There are number of R packages that can handle mixed-effects models,
including nlme
, lme4
, MCMCglmm
and others. Here is an example using the nlme
package: If
you don’t have this installed on your computer yet, run:
install.packages('nlme')
Here is the syntax to use to structure a mixed-effects model with “oxy” (oxygen consumption) as the dependent variable, “Playback.treatment” and “day_num” as fixed effects, and “ID” as the random effect:
#mixed-model using ML
library(nlme)
lme.mod=lme(oxy~Playback.treatment*day_num, random=~1|ID, data=mult_long)
anova(lme.mod)
## numDF denDF F-value p-value
## (Intercept) 1 152 257.66516 <.0001
## Playback.treatment 1 20 30.61482 <.0001
## day_num 1 152 4.21465 0.0418
## Playback.treatment:day_num 1 152 20.54278 <.0001
You should see that the result is actually the same as the last
version of the two-way repeated-measures ANOVA that we ran (with days as
continuous variable and ID as factor). Thus, these are two viable
alternative methods for doing the same thing.
More generally, linear mixed-effects models, and its extension, the
Generalized Linear Mixed Model (GLMM) can be powerful tools for
statistical analysis.
Mixed-models are very complicated, and different packages deal with them in different ways. You need to sit down and really learn how to deal with them. Here are a couple important references:
Bolker et al. (2009) Generalized linear mixed models: a practical guide for ecology and evolution, TREE, 24: 127-135.link
Zurr et al. (2009) Mixed Effects Models and Extensions in Ecology with R. Springer.
##5 Figure 2
Let’s play around with different versions of Figure 2. For all of these, we will need to calculate the standard error, so first, the custom function for calculating standard error:
se=function(x) sqrt(var(x)/length(x))
###5.1 The old way
#step 1: create a summarized dataset with means and standard errors
d1=aggregate(mult_long$oxy, list(mult_long$day_num,mult_long$Playback.treatment), mean)
ses=aggregate(mult_long$oxy, list(mult_long$day_num,mult_long$Playback.treatment), se)
d1$se=ses[,3]
names(d1)=c("day", "treatment", "mean", "se")
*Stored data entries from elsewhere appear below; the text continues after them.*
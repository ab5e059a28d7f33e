//! Exceptions handed to the exception intake.
//!
//! Anything implementing [`Exception`] can be dispatched. Sinks receive it as
//! `&dyn Exception` and can recover the concrete type:
//!
//! ```
//! use faultline::{Exception, ExceptionRecord};
//!
//! #[derive(Debug)]
//! struct NotFound;
//!
//! impl Exception for NotFound {
//!     fn message(&self) -> &str {
//!         "no such page"
//!     }
//!     fn file(&self) -> &str {
//!         "router.rs"
//!     }
//!     fn line(&self) -> u32 {
//!         10
//!     }
//!     fn code(&self) -> i64 {
//!         404
//!     }
//! }
//!
//! let exception: &dyn Exception = &NotFound;
//! assert!(exception.downcast_ref::<NotFound>().is_some());
//! assert!(exception.downcast_ref::<ExceptionRecord>().is_none());
//! ```

use core::{any::Any, fmt, panic::Location};
use std::{borrow::Cow, panic::PanicHookInfo};

use crate::trace::{StackFrame, Trace};

/// An exception-like value: a typed error with a source location and the
/// call stack it was raised from.
pub trait Exception: Any + fmt::Debug {
    /// Name of the exception type. Defaults to the Rust type name.
    fn type_name(&self) -> &str {
        core::any::type_name::<Self>()
    }

    /// Human-readable message.
    fn message(&self) -> &str;

    /// File the exception was raised in.
    fn file(&self) -> &str;

    /// Line the exception was raised on.
    fn line(&self) -> u32;

    /// Attached integer code, `0` when unset.
    fn code(&self) -> i64 {
        0
    }

    /// Call stack at the raise site, innermost frame first.
    fn trace(&self) -> &[StackFrame] {
        &[]
    }
}

impl dyn Exception {
    /// Returns whether the exception is of type `T`.
    #[must_use]
    pub fn is<T: Exception>(&self) -> bool {
        (self as &dyn Any).is::<T>()
    }

    /// Returns the exception as a `T`, if that is its concrete type.
    #[must_use]
    pub fn downcast_ref<T: Exception>(&self) -> Option<&T> {
        (self as &dyn Any).downcast_ref::<T>()
    }
}

/// An owned, general purpose [`Exception`].
#[derive(Clone, Debug, PartialEq)]
pub struct ExceptionRecord {
    type_name: Cow<'static, str>,
    message: String,
    file: String,
    line: u32,
    code: i64,
    trace: Trace,
}

impl ExceptionRecord {
    /// Creates a record raised at the caller's location.
    #[track_caller]
    pub fn new(type_name: impl Into<Cow<'static, str>>, message: impl Into<String>) -> Self {
        let location = Location::caller();
        Self {
            type_name: type_name.into(),
            message: message.into(),
            file: location.file().to_owned(),
            line: location.line(),
            code: 0,
            trace: Trace::new(),
        }
    }

    /// Captures a Rust error, named after its type and raised at the
    /// caller's location.
    #[track_caller]
    pub fn from_error<E>(error: &E) -> Self
    where
        E: core::error::Error + ?Sized,
    {
        Self::new(core::any::type_name::<E>(), error.to_string())
    }

    /// Captures a panic from inside a panic hook.
    ///
    /// The type name is `"panic"` and the payload text, when it is a string,
    /// becomes the message.
    pub fn from_panic(info: &PanicHookInfo<'_>) -> Self {
        let payload = info.payload();
        let message = if let Some(message) = payload.downcast_ref::<&str>() {
            (*message).to_owned()
        } else if let Some(message) = payload.downcast_ref::<String>() {
            message.clone()
        } else {
            String::from("Box<dyn Any>")
        };
        let (file, line) = info
            .location()
            .map_or((String::new(), 0), |location| {
                (location.file().to_owned(), location.line())
            });
        Self {
            type_name: Cow::Borrowed("panic"),
            message,
            file,
            line,
            code: 0,
            trace: Trace::new(),
        }
    }

    /// Sets the attached code.
    #[must_use]
    pub fn with_code(mut self, code: i64) -> Self {
        self.code = code;
        self
    }

    /// Overrides the raise location.
    #[must_use]
    pub fn with_location(mut self, file: impl Into<String>, line: u32) -> Self {
        self.file = file.into();
        self.line = line;
        self
    }

    /// Attaches the call stack.
    #[must_use]
    pub fn with_trace(mut self, trace: impl Into<Trace>) -> Self {
        self.trace = trace.into();
        self
    }
}

impl Exception for ExceptionRecord {
    fn type_name(&self) -> &str {
        &self.type_name
    }

    fn message(&self) -> &str {
        &self.message
    }

    fn file(&self) -> &str {
        &self.file
    }

    fn line(&self) -> u32 {
        self.line
    }

    fn code(&self) -> i64 {
        self.code
    }

    fn trace(&self) -> &[StackFrame] {
        &self.trace
    }
}

impl fmt::Display for ExceptionRecord {
    fn fmt(&self, f: &mut fmt::Formatter<'_>) -> fmt::Result {
        write!(f, "{}: {}", self.type_name, self.message)
    }
}

#[cfg(test)]
mod tests {
    use super::*;

    #[test]
    fn test_record_defaults_to_caller_location() {
        let line = line!() + 1;
        let record = ExceptionRecord::new("RuntimeException", "boom");
        assert_eq!(record.file(), file!());
        assert_eq!(record.line(), line);
        assert_eq!(record.code(), 0);
        assert!(record.trace().is_empty());
    }

    #[test]
    fn test_record_builder() {
        let record = ExceptionRecord::new("HttpException", "gone")
            .with_code(410)
            .with_location("routes.rs", 3)
            .with_trace(vec![StackFrame::function("dispatch")]);
        assert_eq!(record.type_name(), "HttpException");
        assert_eq!(record.code(), 410);
        assert_eq!(record.file(), "routes.rs");
        assert_eq!(record.line(), 3);
        assert_eq!(record.trace().len(), 1);
        assert_eq!(record.to_string(), "HttpException: gone");
    }

    #[test]
    fn test_from_error_uses_type_name() {
        let error = std::io::Error::other("disk full");
        let record = ExceptionRecord::from_error(&error);
        assert_eq!(record.type_name(), "std::io::error::Error");
        assert_eq!(record.message(), "disk full");
        assert_eq!(record.file(), file!());
    }

    #[test]
    fn test_downcast_through_trait_object() {
        let record = ExceptionRecord::new("E", "m");
        let exception: &dyn Exception = &record;
        assert!(exception.is::<ExceptionRecord>());
        assert_eq!(
            exception
                .downcast_ref::<ExceptionRecord>()
                .map(ExceptionRecord::message),
            Some("m")
        );
    }

    #[test]
    fn test_default_type_name_is_rust_type() {
        #[derive(Debug)]
        struct Custom;

        impl Exception for Custom {
            fn message(&self) -> &str {
                ""
            }
            fn file(&self) -> &str {
                ""
            }
            fn line(&self) -> u32 {
                0
            }
        }

        let exception: &dyn Exception = &Custom;
        assert!(exception.type_name().ends_with("Custom"));
        assert_eq!(exception.code(), 0);
    }
}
#plot blank plot, populate with dots & lines & standard error bars
plot(1:15, seq(0,5,length=15), type="n", xlab="", ylab="", las=1)
points(mean~day, data=subset(d1, treatment=="Ambient"), type="b",pch=21, bg="white")
points(mean~day, data=subset(d1, treatment=="Ship"), type="b",pch=21, bg="black")
arrows(d1$day, d1$mean-d1$se, d1$day, d1$mean+d1$se, code=3, angle=90, length=0.1)
###5.2 A fancier way to summarize data using dplyr
There
are a couple of packages that help us accomplish complex tasks in fewer
keystrokes or in a more organized way. Hadley Wickham http://hadley.nz/ is an R whiz
that has created a series of groundbreaking R packages including
tidyr
, dplyr
and ggplot2
. These
packages enhance your R skills. However, the downside is that it takes a
little bit of additional learning curve to understand how to use these
tools. We have already touched on tidyr
. Here, I will
introduce you very briefly to dplyr
, which is a package for
manipulating data, and ggplot2
, an popular package for
graphics.
Here is how to make the summarized dataset (mean and standard error)
using dplyr
. You can find a more complete guide on this
package here: https://cran.rstudio.com/web/packages/dplyr/vignettes/introduction.html
library(dplyr)
d2 = mult_long %>%
group_by(Playback.treatment, day_num) %>%
summarise(mean=mean(oxy), se=se(oxy))
## `summarise()` has grouped output by 'Playback.treatment'. You can override
## using the `.groups` argument.
head(d2)
## # A tibble: 6 × 4
## # Groups: Playback.treatment [1]
## Playback.treatment day_num mean se
## <chr> <dbl> <dbl> <dbl>
## 1 Ambient 1 1.85 0.0795
## 2 Ambient 3 1.16 0.159
## 3 Ambient 5 1.29 0.159
## 4 Ambient 7 1.68 0.221
## 5 Ambient 9 2.42 0.442
## 6 Ambient 11 2.28 0.292
###5.3 Plotting the figure with ggplot2
See this page for details on how to use ggplot2
: http://docs.ggplot2.org/current/
##make figure 2 with ggplot2
library(ggplot2)
p = ggplot(d2)
p = p + geom_errorbar(aes(x=day_num, ymax=mean+se, ymin=mean-se, width=0.5))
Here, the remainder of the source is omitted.